STORED DATA:
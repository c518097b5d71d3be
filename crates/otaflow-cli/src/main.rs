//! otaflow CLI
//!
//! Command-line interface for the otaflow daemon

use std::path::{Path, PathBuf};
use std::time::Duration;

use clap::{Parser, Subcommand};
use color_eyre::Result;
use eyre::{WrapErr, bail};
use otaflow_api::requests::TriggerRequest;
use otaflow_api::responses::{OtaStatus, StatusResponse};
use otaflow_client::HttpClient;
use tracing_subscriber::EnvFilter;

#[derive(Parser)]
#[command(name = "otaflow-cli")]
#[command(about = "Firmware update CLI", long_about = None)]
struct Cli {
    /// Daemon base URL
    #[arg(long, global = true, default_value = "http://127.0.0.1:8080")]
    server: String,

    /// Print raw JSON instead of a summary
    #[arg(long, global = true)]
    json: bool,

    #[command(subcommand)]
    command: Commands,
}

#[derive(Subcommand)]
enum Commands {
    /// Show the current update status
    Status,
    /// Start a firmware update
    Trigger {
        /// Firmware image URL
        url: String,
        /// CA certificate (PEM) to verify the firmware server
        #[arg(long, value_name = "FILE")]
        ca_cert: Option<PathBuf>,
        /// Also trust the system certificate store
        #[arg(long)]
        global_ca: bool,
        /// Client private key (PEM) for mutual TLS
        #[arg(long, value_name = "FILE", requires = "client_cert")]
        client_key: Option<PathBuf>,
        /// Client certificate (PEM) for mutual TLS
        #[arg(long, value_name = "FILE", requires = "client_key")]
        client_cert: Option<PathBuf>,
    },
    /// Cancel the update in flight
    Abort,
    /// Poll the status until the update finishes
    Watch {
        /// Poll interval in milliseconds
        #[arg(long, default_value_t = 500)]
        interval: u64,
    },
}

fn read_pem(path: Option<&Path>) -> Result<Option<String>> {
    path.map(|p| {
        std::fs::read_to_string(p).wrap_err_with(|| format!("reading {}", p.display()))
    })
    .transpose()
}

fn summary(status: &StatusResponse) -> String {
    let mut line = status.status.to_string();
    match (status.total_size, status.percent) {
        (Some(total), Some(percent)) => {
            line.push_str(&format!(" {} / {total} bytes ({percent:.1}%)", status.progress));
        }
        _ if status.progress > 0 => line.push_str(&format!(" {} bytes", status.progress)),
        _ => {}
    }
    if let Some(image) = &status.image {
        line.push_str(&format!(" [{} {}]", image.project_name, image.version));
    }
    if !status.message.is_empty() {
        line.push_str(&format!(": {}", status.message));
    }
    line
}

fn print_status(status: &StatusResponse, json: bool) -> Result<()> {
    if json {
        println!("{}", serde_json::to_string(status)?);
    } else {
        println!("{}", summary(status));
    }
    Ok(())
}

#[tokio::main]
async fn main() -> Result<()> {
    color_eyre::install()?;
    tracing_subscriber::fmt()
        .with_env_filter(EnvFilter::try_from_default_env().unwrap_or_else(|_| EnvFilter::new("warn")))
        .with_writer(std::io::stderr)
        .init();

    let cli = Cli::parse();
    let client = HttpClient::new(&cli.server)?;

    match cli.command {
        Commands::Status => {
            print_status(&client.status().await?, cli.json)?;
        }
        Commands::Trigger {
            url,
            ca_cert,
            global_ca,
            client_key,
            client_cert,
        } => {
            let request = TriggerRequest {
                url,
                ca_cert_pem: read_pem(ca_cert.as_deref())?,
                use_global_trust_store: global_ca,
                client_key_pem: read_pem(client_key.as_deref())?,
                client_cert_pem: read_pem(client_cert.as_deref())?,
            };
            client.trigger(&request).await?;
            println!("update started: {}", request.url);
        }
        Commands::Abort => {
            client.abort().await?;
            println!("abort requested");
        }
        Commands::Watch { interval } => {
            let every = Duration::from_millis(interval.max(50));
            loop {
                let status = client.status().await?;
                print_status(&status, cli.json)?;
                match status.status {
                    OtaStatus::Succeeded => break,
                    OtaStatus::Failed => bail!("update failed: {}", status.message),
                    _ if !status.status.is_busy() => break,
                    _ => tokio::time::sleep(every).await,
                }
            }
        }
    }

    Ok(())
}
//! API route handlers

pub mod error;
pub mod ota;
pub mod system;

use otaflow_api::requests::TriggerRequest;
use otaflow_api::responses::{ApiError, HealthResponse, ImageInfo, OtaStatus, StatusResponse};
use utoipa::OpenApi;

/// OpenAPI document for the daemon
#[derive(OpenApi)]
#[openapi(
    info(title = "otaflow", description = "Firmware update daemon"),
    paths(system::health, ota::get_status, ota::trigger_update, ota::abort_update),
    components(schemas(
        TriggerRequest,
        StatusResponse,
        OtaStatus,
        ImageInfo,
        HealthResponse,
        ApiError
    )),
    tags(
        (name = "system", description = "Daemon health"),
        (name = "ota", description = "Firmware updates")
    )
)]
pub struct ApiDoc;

EXERCISE DETAILS:
In the records above, some lines may contain the word "description"; copy every one of them.

REPLY TO THE TASK:
    info(title = "otaflow", description = "Firmware update daemon"),
        (name = "system", description = "Daemon health"),
        (name = "ota", description = "Firmware updates")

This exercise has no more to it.